12. Ceza Dairesi 2013/18765 E. , 2014/9235 K.
"İçtihat Metni"Mahkemesi :Asliye Ceza Mahkemesi
Suç : Taksirle yaralama
Hüküm : Sanık ... hakkında; TCK"nın 89/4, 62/1, 50/1-a, 52/2-4, 53/6. maddeleri gereğince mahkûmiyet, sürücü belgesinin geri alınması
Sanık ... hakkında; TCK"nın 89/1, 62/1, 52/2-4, 53/6. maddeleri gereğince mahkumiyet, sürücü belgesinin geri alınması
Taksirle yaralama suçundan sanıkların mahkumiyetine ilişkin hükümler, sanık ..., katılan ve mahalli Cumhuriyet Savcısı tarafından temyiz edilmekle, dosya incelenerek gereği düşünüldü:
Olay günü, gündüz vakti, saat 19:00 sıralarında, meskun mahal dışında, çift yönlü 7 metre genişliğindeki asfalt kaplı yolda sanıkların karşı yönlerden birbirlerine doğru seyri sırasında, idarelerindeki motosikletlerin sol yan kısımları ile yolun orta kısmında sürtünerek geçmek suretiyle katılanın ve sanıkların yaralanması şeklinde gerçekleşen olayda; trafik kazası tespit tutanağı ile soruşturma ve kovuşturma evrelerinde aldırılan bilirkişi raporlarında sanıkların "trafik güvenliği ve düzeni ile ilgili olan ve yönetmelikte gösterilen diğer kural, yasak, zorunluluk veya yükümlülüklere uymadıklarından" bahsedilerek eşit oranda kusurlu oldukları ifade edildiğinden ve bu bağlamda raporlar arasında çelişkiden bahsedilemeyeceğinden tebliğnamedeki bozma öneren görüşe iştirak edilmemiştir.

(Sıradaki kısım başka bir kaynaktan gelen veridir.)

//! The patient directory the sink system mutates, and the observers told about every change.
//!
//! Both are capabilities handed to the [`crate::Router`]; the protocol core only relies on each
//! `upsert`/`remove` being atomic on its own.

use crate::error::DirectoryError;
use chrono::NaiveDate;
use log::{debug, info};
use std::collections::BTreeMap;
use std::sync::RwLock;
use tokio::sync::broadcast;

/// Numeric patient identifier assigned by the source system.
pub type PatientId = u64;

/// A patient as held by the directory.
#[derive(Debug, Clone, PartialEq, Eq)]
pub struct PatientRecord {
    pub id: PatientId,
    pub first_name: String,
    pub last_name: String,
    pub date_of_birth: NaiveDate,
}

impl PatientRecord {
    pub fn new(
        id: PatientId,
        first_name: impl Into<String>,
        last_name: impl Into<String>,
        date_of_birth: NaiveDate,
    ) -> Self {
        PatientRecord {
            id,
            first_name: first_name.into(),
            last_name: last_name.into(),
            date_of_birth,
        }
    }
}

/// Keyed patient store. Implementations provide their own locking.
pub trait PatientDirectory: Send + Sync {
    /// Inserts the record, replacing any record with the same id.
    fn upsert(&self, record: PatientRecord) -> Result<(), DirectoryError>;

    /// Removes the record with this id. Removing an unknown id succeeds.
    fn remove(&self, id: PatientId) -> Result<(), DirectoryError>;

    /// Every record, ordered by id.
    fn list_all(&self) -> Result<Vec<PatientRecord>, DirectoryError>;
}

/// Told about the full directory contents after every mutation.
pub trait DirectoryObserver: Send + Sync {
    fn on_directory_changed(&self, snapshot: &[PatientRecord]);
}

/// In-process directory behind a read/write lock.
#[derive(Debug, Default)]
pub struct MemoryDirectory {
    records: RwLock<BTreeMap<PatientId, PatientRecord>>,
}

impl MemoryDirectory {
    pub fn new() -> Self {
        MemoryDirectory::default()
    }

    pub fn get(&self, id: PatientId) -> Result<Option<PatientRecord>, DirectoryError> {
        let records = self.records.read().map_err(|_| poisoned())?;
        Ok(records.get(&id).cloned())
    }

    pub fn len(&self) -> usize {
        self.records.read().map(|r| r.len()).unwrap_or_default()
    }

    pub fn is_empty(&self) -> bool {
        self.len() == 0
    }
}

fn poisoned() -> DirectoryError {
    DirectoryError("patient directory lock poisoned".to_owned())
}

impl PatientDirectory for MemoryDirectory {
    fn upsert(&self, record: PatientRecord) -> Result<(), DirectoryError> {
        let mut records = self.records.write().map_err(|_| poisoned())?;
        records.insert(record.id, record);
        Ok(())
    }

    fn remove(&self, id: PatientId) -> Result<(), DirectoryError> {
        let mut records = self.records.write().map_err(|_| poisoned())?;
        if records.remove(&id).is_none() {
            debug!("Patient {} not in directory, nothing to remove", id);
        }
        Ok(())
    }

    fn list_all(&self) -> Result<Vec<PatientRecord>, DirectoryError> {
        let records = self.records.read().map_err(|_| poisoned())?;
        Ok(records.values().cloned().collect())
    }
}

/// Republishes every snapshot on a broadcast channel for the real-time subscribers.
#[derive(Debug, Clone)]
pub struct SnapshotBroadcaster {
    sender: broadcast::Sender<Vec<PatientRecord>>,
}

impl SnapshotBroadcaster {
    /// `capacity` snapshots are retained for slow subscribers before they start lagging.
    pub fn new(capacity: usize) -> Self {
        let (sender, _) = broadcast::channel(capacity);
        SnapshotBroadcaster { sender }
    }

    pub fn subscribe(&self) -> broadcast::Receiver<Vec<PatientRecord>> {
        self.sender.subscribe()
    }
}

impl DirectoryObserver for SnapshotBroadcaster {
    fn on_directory_changed(&self, snapshot: &[PatientRecord]) {
        // an error only means nobody is listening right now
        match self.sender.send(snapshot.to_vec()) {
            Ok(subscribers) => info!(
                "Published patient list ({} patients) to {} subscribers",
                snapshot.len(),
                subscribers
            ),
            Err(_) => debug!("No subscribers for patient list update"),
        }
    }
}

#[cfg(test)]
mod tests {
    use super::*;

    fn patient(id: PatientId, first: &str, last: &str) -> PatientRecord {
        PatientRecord::new(id, first, last, NaiveDate::from_ymd_opt(1990, 5, 1).unwrap())
    }

    #[test]
    fn upsert_replaces_existing_record() {
        let directory = MemoryDirectory::new();
        directory.upsert(patient(42, "Ivan", "Petrov")).unwrap();
        directory.upsert(patient(42, "Ivan", "Sidorov")).unwrap();

        assert_eq!(directory.len(), 1);
        assert_eq!(directory.get(42).unwrap().unwrap().last_name, "Sidorov");
    }

    #[test]
    fn list_all_is_ordered_by_id() {
        let directory = MemoryDirectory::new();
        directory.upsert(patient(7, "Anna", "Ivanova")).unwrap();
        directory.upsert(patient(3, "Oleg", "Smirnov")).unwrap();
        directory.upsert(patient(42, "Ivan", "Petrov")).unwrap();

        let ids: Vec<PatientId> = directory.list_all().unwrap().iter().map(|p| p.id).collect();
        assert_eq!(ids, vec![3, 7, 42]);
    }

    #[test]
    fn removing_unknown_id_is_not_an_error() {
        let directory = MemoryDirectory::new();
        directory.upsert(patient(1, "Anna", "Ivanova")).unwrap();

        directory.remove(99).unwrap();
        assert_eq!(directory.len(), 1);

        directory.remove(1).unwrap();
        assert!(directory.is_empty());
    }

    #[test]
    fn broadcaster_delivers_snapshot_to_subscribers() {
        let broadcaster = SnapshotBroadcaster::new(4);
        let mut receiver = broadcaster.subscribe();

        broadcaster.on_directory_changed(&[patient(42, "Ivan", "Petrov")]);

        let snapshot = receiver.try_recv().unwrap();
        assert_eq!(snapshot.len(), 1);
        assert_eq!(snapshot[0].id, 42);
    }

    #[test]
    fn broadcaster_without_subscribers_does_not_fail() {
        let broadcaster = SnapshotBroadcaster::new(4);
        broadcaster.on_directory_changed(&[]);
    }
}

Yapılan yargılamaya, toplanıp karar yerinde gösterilen delillere, mahkemenin kovuşturma sonuçlarına uygun olarak oluşan kanaat ve takdirine, incelenen dosya kapsamına göre, sanık ... ve mahalli Cumhuriyet Savcısının eksik incelemeye, katılan vekilinin ise ceza miktarına ilişkin temyiz itirazlarının reddine, ancak;
1-Yargıtay Ceza Genel Kurulu"nun 07/07/2009 tarih 2009/9-62-191 sayılı kararında da vurgulandığı üzere, taksirli suçlar açısından temel cezanın belirlenmesinde TCK"nın 61/1. maddesinin (g) bendinde yer alan "failin güttüğü amaç ve saik" gerekçesine dayanılamayacağının gözetilmemesi,
2-Sanık ... hakkındaki hüküm miktar itibariyle kesin ise de; güvenlik tedbiri olarak sanığın sürücü belgesinin geri alınmasına da karar verildiği anlaşıldığından ve bu şekilde hükmün temyizi kabil olmasına rağmen hükmün son kısmında bu sanık yönünden verilen kararın kesin olduğunun ve sadece diğer sanık yönünden temyiz yolunun açık olduğundan bahsedilmesi,
Kanuna aykırı olup, sanık ..."in, katılan vekilinin ve mahalli Cumhuriyet Savcısının temyiz itirazları bu itibarla yerinde görüldüğünden, hükümlerin bu sebeplerden dolayı 5320 sayılı Kanunun 8. maddesi uyarınca halen uygulanmakta olan 1412 sayılı CMUK"un 321. maddesi gereğince BOZULMASINA, ancak, yeniden yargılama gerektirmeyen bu hususların aynı Kanunun 322. maddesine göre düzeltilmesi mümkün bulunduğundan, her bir sanık yönünden kurulan hüküm fıkralarının birinci paragrafındaki "suç saiki" ibareleri ve hükmün son paragrafındaki "doğrudan verilen adli para cezası yönünden 6217 sayılı yasa ile değişik 5320 sayılı yasanın geçici 2. maddesi uyarınca kesin olmak üzere, hapis cezasından çevrilen adli para cezası yönünden" ibaresinin çıkartılarak sair yönleri usul ve kanuna uygun bulunan hükmün DÜZELTİLEREK ONANMASINA, 15.04.2014 tarihinde oybirliğiyle karar verildi.